Уже личностно-биографический уровень дает нам такое обилие ролей, что это позволяет предположить в качестве ведущего у Кузмина тип актерской игры (мимикрия). Легкость перевоплощений Кузмина, его любовное отношение к театральному миру, погруженному в «здесь и сейчас», говорит о сильной актерской составляющей его натуры и в биографической, и в социальной проекциях. В биографической сфере мы выделяем ролевые позиции Влюбленного (Антиной), Музыканта, Старообрядца, Паломника и Чужеземца (Денди). Присутствие в ролевой палитре одновременного следования подчеркнуто национальной традиции (Старообрядец) и утонченному галлицизму (Денди) выдает свойственное Кузмину стремление избежать моноинтонации, проявляет его излюбленный способ выстраивать свой поэтический облик на сложной игре ликов и масок, демонстративно отказываясь от фиксации одного из них как истинного и, таким образом, сохраняя за собой право на изменение (внутреннюю свободу). Анализ программного стихотворения «Мои предки» (сборник «Сети», 1908) показывает, насколько искусна эта «безыскусственность». Оппозицию Путника и Путешественника Кузмин дополняет модусом Прогуливающегося, где доминирует неспешность созерцания, благорасположенность ко всему и тонкий рисунок беседы. Избирательность и стойкость его культурологических предпочтений позволяют говорить о Кузмине как о носителе роли Паломника, живущего в мифологической, цикличной временной модели.

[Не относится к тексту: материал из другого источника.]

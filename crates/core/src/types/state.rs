// crates/core/src/types/state.rs
//! Screen-level request state

/// State of a single screen-level request
///
/// UI state holders publish one of these per screen: nothing requested yet,
/// a request in flight, a payload to render, or a message to display next
/// to a retry action.
#[derive(Debug, Clone, PartialEq)]
pub enum ScreenState<T> {
    Idle,
    Loading,
    Success(T),
    Error(String),
}

impl<T> ScreenState<T> {
    /// Returns true while a request is in flight
    pub fn is_loading(&self) -> bool {
        matches!(self, Self::Loading)
    }

    /// Returns the success payload, if any
    pub fn success(&self) -> Option<&T> {
        match self {
            Self::Success(value) => Some(value),
            _ => None,
        }
    }

    /// Returns the error message, if any
    pub fn error(&self) -> Option<&str> {
        match self {
            Self::Error(message) => Some(message),
            _ => None,
        }
    }

    /// Maps the success payload, leaving the other states untouched
    pub fn map<U, F: FnOnce(T) -> U>(self, f: F) -> ScreenState<U> {
        match self {
            Self::Idle => ScreenState::Idle,
            Self::Loading => ScreenState::Loading,
            Self::Success(value) => ScreenState::Success(f(value)),
            Self::Error(message) => ScreenState::Error(message),
        }
    }
}

impl<T, E: std::fmt::Display> From<Result<T, E>> for ScreenState<T> {
    fn from(result: Result<T, E>) -> Self {
        match result {
            Ok(value) => Self::Success(value),
            Err(err) => Self::Error(err.to_string()),
        }
    }
}
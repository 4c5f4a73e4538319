// crates/core/src/types/user.rs
//! User domain model

use serde::{Deserialize, Serialize};

/// An authenticated user of the catalog
///
/// `currently_reading` mirrors the server's view of the user's reading
/// list; it is empty when the server omits it.
#[derive(Debug, Clone, PartialEq, Eq, Serialize, Deserialize)]
pub struct User {
    pub id: i64,
    pub username: String,
    pub name: String,
    pub email: String,
    pub phone: String,
    pub currently_reading: Vec<i64>,
}

impl User {
    /// Returns true if the user's reading list contains the given book
    pub fn is_reading(&self, book_id: i64) -> bool {
        self.currently_reading.contains(&book_id)
    }
}
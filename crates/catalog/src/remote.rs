// crates/catalog/src/remote.rs
//! Remote-backed implementation of the catalog contract

use crate::repository::CatalogRepository;
use async_trait::async_trait;
use readstack_core::{Book, CatalogError, Outcome, User};
use readstack_gateway::{
    AuthApi, AuthRequest, BooksApi, Client, GatewayError, HttpAuthApi, HttpBooksApi, HttpUsersApi,
    UsersApi,
};
use std::sync::{Arc, Mutex, MutexGuard};

/// Substring the backend puts in its 400 body when the book is already on
/// the user's reading list. Matching it turns that rejection into success;
/// see [`RemoteCatalogRepository::start_reading_book`].
pub const ALREADY_READING_MARKER: &str = "already";

/// Key under which the reading-status endpoint reports its boolean
const READING_STATUS_KEY: &str = "isReading";

/// Mediation layer over the gateway APIs
///
/// Holds the only two pieces of shared mutable state in the layer: nothing
/// (the session store lives elsewhere) and the last successfully fetched
/// book list, kept as a stale fallback for [`Self::get_books`].
pub struct RemoteCatalogRepository {
    books: Arc<dyn BooksApi>,
    users: Arc<dyn UsersApi>,
    auth: Arc<dyn AuthApi>,
    cached_books: Mutex<Option<Vec<Book>>>,
}

impl RemoteCatalogRepository {
    /// Creates a repository over explicit API implementations
    pub fn new(books: Arc<dyn BooksApi>, users: Arc<dyn UsersApi>, auth: Arc<dyn AuthApi>) -> Self {
        Self {
            books,
            users,
            auth,
            cached_books: Mutex::new(None),
        }
    }

    /// Creates a repository with HTTP implementations bound to one client
    pub fn with_client(client: Client) -> Self {
        Self::new(
            Arc::new(HttpBooksApi::new(client.clone())),
            Arc::new(HttpUsersApi::new(client.clone())),
            Arc::new(HttpAuthApi::new(client)),
        )
    }

    fn cache(&self) -> MutexGuard<'_, Option<Vec<Book>>> {
        // A poisoned lock means a panic raced a cache write; the list is a
        // plain value, so keep serving it.
        match self.cached_books.lock() {
            Ok(guard) => guard,
            Err(poisoned) => poisoned.into_inner(),
        }
    }
}

/// Converts a gateway failure into the catalog taxonomy
fn convert(operation: &str, err: GatewayError) -> CatalogError {
    match err {
        GatewayError::Status { code, .. } => CatalogError::rejected(operation, code),
        other => CatalogError::transport(operation, other.to_string()),
    }
}

/// Fixed stand-in profile returned when a user lookup fails
fn placeholder_user(id: i64) -> User {
    User {
        id,
        username: "testuser".to_string(),
        name: "Test User".to_string(),
        email: "test@example.com".to_string(),
        phone: "+7 (999) 123-45-67".to_string(),
        currently_reading: Vec::new(),
    }
}

/// Stand-in returned when the start-reading shim fires
fn already_reading_user(user_id: i64) -> User {
    User {
        id: user_id,
        username: "temp".to_string(),
        name: "Temp".to_string(),
        email: "temp@example.com".to_string(),
        phone: String::new(),
        currently_reading: Vec::new(),
    }
}

#[async_trait]
impl CatalogRepository for RemoteCatalogRepository {
    async fn get_books(&self) -> Outcome<Vec<Book>> {
        match self.books.list().await {
            Ok(dtos) => {
                let books: Vec<Book> = dtos.into_iter().map(Book::from).collect();
                *self.cache() = Some(books.clone());
                Ok(books)
            }
            Err(err) => {
                // Stale fallback: serve the last-known list rather than
                // the failure, as long as one fetch ever succeeded.
                if let Some(cached) = self.cache().clone() {
                    log::warn!("book list fetch failed, serving cached list: {}", err);
                    return Ok(cached);
                }
                Err(convert("load books", err))
            }
        }
    }

    async fn get_book_by_id(&self, id: i64) -> Outcome<Book> {
        match self.books.by_id(id).await {
            Ok(Some(dto)) => Ok(dto.into()),
            Ok(None) => Err(CatalogError::not_found("Book")),
            Err(err) => Err(convert("load book", err)),
        }
    }

    async fn get_available_books(&self) -> Outcome<Vec<Book>> {
        match self.books.available().await {
            Ok(dtos) => Ok(dtos.into_iter().map(Book::from).collect()),
            Err(err) => Err(convert("load available books", err)),
        }
    }

    async fn search_books(&self, query: &str) -> Outcome<Vec<Book>> {
        match self.books.search(query).await {
            Ok(dtos) => Ok(dtos.into_iter().map(Book::from).collect()),
            Err(err) => Err(convert("search books", err)),
        }
    }

    async fn get_user(&self, id: i64) -> Outcome<User> {
        // Best-effort by design: profile screens always get something to
        // render. The placeholder is detectable by its canned fields and
        // must not be treated as a real profile.
        match self.users.by_id(id).await {
            Ok(Some(dto)) => Ok(dto.into()),
            Ok(None) => {
                log::warn!("user {} lookup returned no body, using placeholder", id);
                Ok(placeholder_user(id))
            }
            Err(err) => {
                log::warn!("user {} lookup failed, using placeholder: {}", id, err);
                Ok(placeholder_user(id))
            }
        }
    }

    async fn register(
        &self,
        email: &str,
        password: &str,
        username: &str,
        phone: &str,
        name: &str,
    ) -> Outcome<User> {
        let request = AuthRequest::register(email, password, username, name, phone);
        match self.auth.register(&request).await {
            Ok(Some(response)) => Ok(response.user.into()),
            Ok(None) => Err(CatalogError::not_found("User")),
            Err(err) => Err(convert("registration", err)),
        }
    }

    async fn login(&self, email: &str, password: &str) -> Outcome<User> {
        let request = AuthRequest::login(email, password);
        match self.auth.login(&request).await {
            Ok(Some(response)) => Ok(response.user.into()),
            Ok(None) => Err(CatalogError::not_found("User")),
            Err(err) => Err(convert("login", err)),
        }
    }

    async fn start_reading_book(&self, user_id: i64, book_id: i64) -> Outcome<User> {
        log::debug!("start reading: user {} book {}", user_id, book_id);

        match self.users.toggle_reading(user_id, book_id, true).await {
            Ok(Some(dto)) => Ok(dto.into()),
            Ok(None) => Err(CatalogError::not_found("User")),
            Err(GatewayError::Status { code: 400, body })
                if body
                    .as_deref()
                    .is_some_and(|b| b.contains(ALREADY_READING_MARKER)) =>
            {
                // Compatibility shim for a backend quirk: re-adding a book
                // that is already on the list answers 400 instead of
                // succeeding idempotently. Callers see success with a
                // stand-in user.
                log::debug!(
                    "book {} already on reading list for user {}, treating as success",
                    book_id,
                    user_id
                );
                Ok(already_reading_user(user_id))
            }
            Err(err) => Err(convert("start reading", err)),
        }
    }

    async fn stop_reading_book(&self, user_id: i64, book_id: i64) -> Outcome<User> {
        log::debug!("stop reading: user {} book {}", user_id, book_id);

        match self.users.toggle_reading(user_id, book_id, false).await {
            Ok(Some(dto)) => Ok(dto.into()),
            Ok(None) => Err(CatalogError::not_found("User")),
            Err(err) => Err(convert("stop reading", err)),
        }
    }

    async fn get_reading_books(&self, user_id: i64) -> Outcome<Vec<Book>> {
        match self.users.reading_list(user_id).await {
            Ok(dtos) => Ok(dtos.into_iter().map(Book::from).collect()),
            Err(err) => Err(convert("load reading list", err)),
        }
    }

    async fn get_reading_status(&self, user_id: i64, book_id: i64) -> Outcome<bool> {
        match self.users.reading_status(user_id, book_id).await {
            Ok(body) => {
                // Missing key or non-boolean value both read as "not
                // reading", never as a failure.
                let is_reading = body
                    .get(READING_STATUS_KEY)
                    .and_then(serde_json::Value::as_bool)
                    .unwrap_or(false);
                Ok(is_reading)
            }
            Err(err) => Err(convert("load reading status", err)),
        }
    }

    async fn get_reading_count(&self, user_id: i64) -> Outcome<i64> {
        match self.users.reading_count(user_id).await {
            Ok(counts) => Ok(counts.values().sum()),
            Err(err) => Err(convert("load reading count", err)),
        }
    }

    async fn get_reading_books_for_profile(&self, user_id: i64) -> Outcome<Vec<Book>> {
        match self.users.reading_list_for_profile(user_id).await {
            Ok(dtos) => Ok(dtos.into_iter().map(Book::from).collect()),
            Err(err) => Err(convert("load profile reading list", err)),
        }
    }
}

Анализ циклов «Духовные стихи» и «Праздники пресвятой Богородицы» («Осенние озера», 1912) демонстрирует важность контекста для прочтения ролевого кода. Написанные в пору духовных исканий 1901-1903 гг., при публикации в 1912 году эти стихи оказываются в ином ассоциативном поле: их автор - эстет и денди, сочинитель скандально известного

романа «Крылья», создатель «Александрийских песен». Теперь духовные стихи звучат как свидетельство ориенталистских увлечений эпохи. Русская религиозность и культура получают статус экзотических, становятся масками, которыми виртуозно владеет автор сборника.

Повесть «Крылья» (1905), принесшую Кузмину скандальную известность тем, что одним из объектов изображения в ней стал быт гомосексуалистов, мы анализируем как становление инвариантного для творчества Кузмина «романа из современной жизни», в основу которого положена жанровая схема романа воспитания. Концепт игры в «Крыльях» возникает в негативном контексте: Кузмин ставит проблему несовместимости религиозного сознания и сознания художественного. Купец-старовер, осуждающий занятия искусством, открывает ряд персонажей, принципиально размещенных вне игровой зоны. В отличие от прозы, лирика Кузмина вся поглощена игрой. Вследствие значимости цикла «Александрийские песни» (1906) для культурного облика Кузмина мы рассматриваем авторские маски «Песен» в первом (биографическом) разделе, ибо здесь взаимовлияния автора и его текста уравновешены: облик Кузмина-поэта оказывается в той же мере определен созданными им масками, что и они - его волей творца. История создания, публикации и восприятия «Александрийских песен» становится тем зерном, из которого вырастает персональная мифология Кузмина. В рецензии на этот цикл Волошина подхватывается игровой импульс «Песен» и как единый художественный объект моделируются личность Кузмина и его стихи.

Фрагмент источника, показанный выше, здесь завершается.